Give a count of the lines below that have the string "renders" in them, with no other words.

══ Information supplied

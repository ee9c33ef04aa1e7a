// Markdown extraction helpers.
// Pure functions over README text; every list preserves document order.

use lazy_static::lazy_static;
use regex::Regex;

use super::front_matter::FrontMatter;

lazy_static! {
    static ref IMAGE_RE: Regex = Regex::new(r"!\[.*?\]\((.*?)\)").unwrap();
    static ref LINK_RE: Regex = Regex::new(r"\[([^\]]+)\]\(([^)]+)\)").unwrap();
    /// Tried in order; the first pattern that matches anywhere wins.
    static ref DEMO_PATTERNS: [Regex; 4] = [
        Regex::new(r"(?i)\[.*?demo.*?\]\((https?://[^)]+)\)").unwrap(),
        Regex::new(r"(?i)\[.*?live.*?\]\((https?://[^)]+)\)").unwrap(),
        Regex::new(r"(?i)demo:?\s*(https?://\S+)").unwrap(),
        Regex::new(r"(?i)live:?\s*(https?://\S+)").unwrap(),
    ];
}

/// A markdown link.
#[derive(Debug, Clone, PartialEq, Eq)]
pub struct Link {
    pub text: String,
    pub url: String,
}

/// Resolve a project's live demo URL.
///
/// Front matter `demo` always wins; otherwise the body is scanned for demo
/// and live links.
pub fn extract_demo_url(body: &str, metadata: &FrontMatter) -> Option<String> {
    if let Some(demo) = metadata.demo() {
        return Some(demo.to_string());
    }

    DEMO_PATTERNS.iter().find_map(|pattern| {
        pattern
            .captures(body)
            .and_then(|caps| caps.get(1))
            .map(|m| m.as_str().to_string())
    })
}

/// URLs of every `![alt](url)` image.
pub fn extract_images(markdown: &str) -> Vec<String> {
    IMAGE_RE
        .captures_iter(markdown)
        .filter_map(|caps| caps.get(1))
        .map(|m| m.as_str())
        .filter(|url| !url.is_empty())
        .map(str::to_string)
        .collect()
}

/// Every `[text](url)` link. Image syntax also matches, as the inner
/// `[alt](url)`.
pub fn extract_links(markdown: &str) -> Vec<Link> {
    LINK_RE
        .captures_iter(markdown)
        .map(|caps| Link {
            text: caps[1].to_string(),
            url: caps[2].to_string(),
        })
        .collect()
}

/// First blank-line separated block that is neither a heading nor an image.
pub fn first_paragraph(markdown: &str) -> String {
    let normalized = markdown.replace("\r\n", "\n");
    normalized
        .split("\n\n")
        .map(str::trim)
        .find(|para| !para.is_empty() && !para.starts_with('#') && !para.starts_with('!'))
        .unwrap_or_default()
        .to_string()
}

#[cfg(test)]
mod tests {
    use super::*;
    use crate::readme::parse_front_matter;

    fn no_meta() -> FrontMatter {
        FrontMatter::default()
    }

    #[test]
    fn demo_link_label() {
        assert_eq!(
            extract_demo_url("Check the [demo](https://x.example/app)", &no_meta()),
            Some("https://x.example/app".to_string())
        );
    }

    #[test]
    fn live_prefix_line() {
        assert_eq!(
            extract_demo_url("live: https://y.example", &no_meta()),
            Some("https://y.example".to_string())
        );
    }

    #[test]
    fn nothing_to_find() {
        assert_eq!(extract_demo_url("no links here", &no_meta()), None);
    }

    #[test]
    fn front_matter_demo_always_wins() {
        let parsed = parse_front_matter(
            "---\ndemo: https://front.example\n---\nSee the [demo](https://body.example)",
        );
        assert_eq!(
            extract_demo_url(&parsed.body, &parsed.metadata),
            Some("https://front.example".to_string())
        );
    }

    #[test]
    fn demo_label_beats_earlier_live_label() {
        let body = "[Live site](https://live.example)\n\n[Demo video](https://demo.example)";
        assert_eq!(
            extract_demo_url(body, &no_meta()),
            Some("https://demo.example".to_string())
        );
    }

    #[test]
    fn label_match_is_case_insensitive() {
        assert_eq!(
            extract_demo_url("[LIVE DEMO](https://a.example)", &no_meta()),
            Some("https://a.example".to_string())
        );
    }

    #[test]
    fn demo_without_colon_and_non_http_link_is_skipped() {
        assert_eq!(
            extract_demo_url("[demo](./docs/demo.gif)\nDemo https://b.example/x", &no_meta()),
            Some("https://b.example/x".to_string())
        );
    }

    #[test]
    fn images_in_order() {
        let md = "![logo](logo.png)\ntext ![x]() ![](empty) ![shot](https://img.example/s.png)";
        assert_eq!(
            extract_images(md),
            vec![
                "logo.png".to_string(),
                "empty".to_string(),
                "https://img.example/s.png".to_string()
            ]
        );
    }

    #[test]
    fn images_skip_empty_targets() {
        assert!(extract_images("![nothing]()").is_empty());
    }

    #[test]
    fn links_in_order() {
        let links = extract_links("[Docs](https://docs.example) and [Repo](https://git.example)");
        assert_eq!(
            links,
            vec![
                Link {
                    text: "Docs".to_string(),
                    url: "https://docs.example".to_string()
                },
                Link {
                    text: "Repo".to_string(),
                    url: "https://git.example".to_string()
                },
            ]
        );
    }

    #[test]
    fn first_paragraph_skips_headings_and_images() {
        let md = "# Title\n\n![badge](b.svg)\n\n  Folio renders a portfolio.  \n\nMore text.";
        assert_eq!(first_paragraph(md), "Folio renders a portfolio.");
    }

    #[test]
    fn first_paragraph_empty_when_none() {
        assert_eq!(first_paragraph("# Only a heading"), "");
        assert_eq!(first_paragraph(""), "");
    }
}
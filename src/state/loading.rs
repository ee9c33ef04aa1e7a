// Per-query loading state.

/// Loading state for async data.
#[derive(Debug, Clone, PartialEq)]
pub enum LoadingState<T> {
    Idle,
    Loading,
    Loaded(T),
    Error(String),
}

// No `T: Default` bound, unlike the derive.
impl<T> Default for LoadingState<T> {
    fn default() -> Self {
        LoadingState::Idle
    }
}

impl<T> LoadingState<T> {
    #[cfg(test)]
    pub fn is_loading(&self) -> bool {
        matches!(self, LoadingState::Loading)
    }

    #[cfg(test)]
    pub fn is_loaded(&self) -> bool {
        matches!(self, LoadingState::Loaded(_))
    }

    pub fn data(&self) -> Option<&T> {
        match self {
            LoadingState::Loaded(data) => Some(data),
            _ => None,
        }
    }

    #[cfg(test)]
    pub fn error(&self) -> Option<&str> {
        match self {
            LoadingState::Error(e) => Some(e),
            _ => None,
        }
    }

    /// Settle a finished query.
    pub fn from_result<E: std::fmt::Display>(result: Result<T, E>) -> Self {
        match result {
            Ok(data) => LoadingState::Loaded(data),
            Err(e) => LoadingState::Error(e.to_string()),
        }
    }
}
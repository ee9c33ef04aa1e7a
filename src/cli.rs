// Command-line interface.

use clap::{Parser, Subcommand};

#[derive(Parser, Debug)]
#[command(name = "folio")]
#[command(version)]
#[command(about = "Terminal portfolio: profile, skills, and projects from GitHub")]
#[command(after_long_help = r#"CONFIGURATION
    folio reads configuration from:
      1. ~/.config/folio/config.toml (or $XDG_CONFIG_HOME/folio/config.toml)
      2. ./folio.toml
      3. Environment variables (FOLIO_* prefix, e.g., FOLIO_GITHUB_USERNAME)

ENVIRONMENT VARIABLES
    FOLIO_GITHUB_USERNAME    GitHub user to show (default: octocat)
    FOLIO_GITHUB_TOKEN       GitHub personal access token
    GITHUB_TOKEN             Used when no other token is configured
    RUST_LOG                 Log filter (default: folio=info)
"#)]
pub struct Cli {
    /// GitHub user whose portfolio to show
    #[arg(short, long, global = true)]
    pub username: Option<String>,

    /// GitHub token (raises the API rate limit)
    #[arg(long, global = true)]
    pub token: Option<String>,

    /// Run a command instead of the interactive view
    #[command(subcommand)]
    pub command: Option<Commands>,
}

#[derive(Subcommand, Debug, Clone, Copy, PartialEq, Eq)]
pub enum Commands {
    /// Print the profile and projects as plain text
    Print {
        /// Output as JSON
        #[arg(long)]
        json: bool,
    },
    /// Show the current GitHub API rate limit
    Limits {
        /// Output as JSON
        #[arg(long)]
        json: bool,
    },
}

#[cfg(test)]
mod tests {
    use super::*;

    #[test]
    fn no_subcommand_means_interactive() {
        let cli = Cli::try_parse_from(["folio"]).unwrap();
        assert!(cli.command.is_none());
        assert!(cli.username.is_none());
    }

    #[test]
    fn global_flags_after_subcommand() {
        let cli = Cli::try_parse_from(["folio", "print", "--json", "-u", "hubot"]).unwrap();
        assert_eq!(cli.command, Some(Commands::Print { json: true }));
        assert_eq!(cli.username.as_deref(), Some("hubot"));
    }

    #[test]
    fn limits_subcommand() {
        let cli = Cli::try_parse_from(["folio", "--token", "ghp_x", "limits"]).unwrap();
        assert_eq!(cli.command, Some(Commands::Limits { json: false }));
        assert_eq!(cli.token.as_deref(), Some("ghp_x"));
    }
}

════

Answer to this problem
2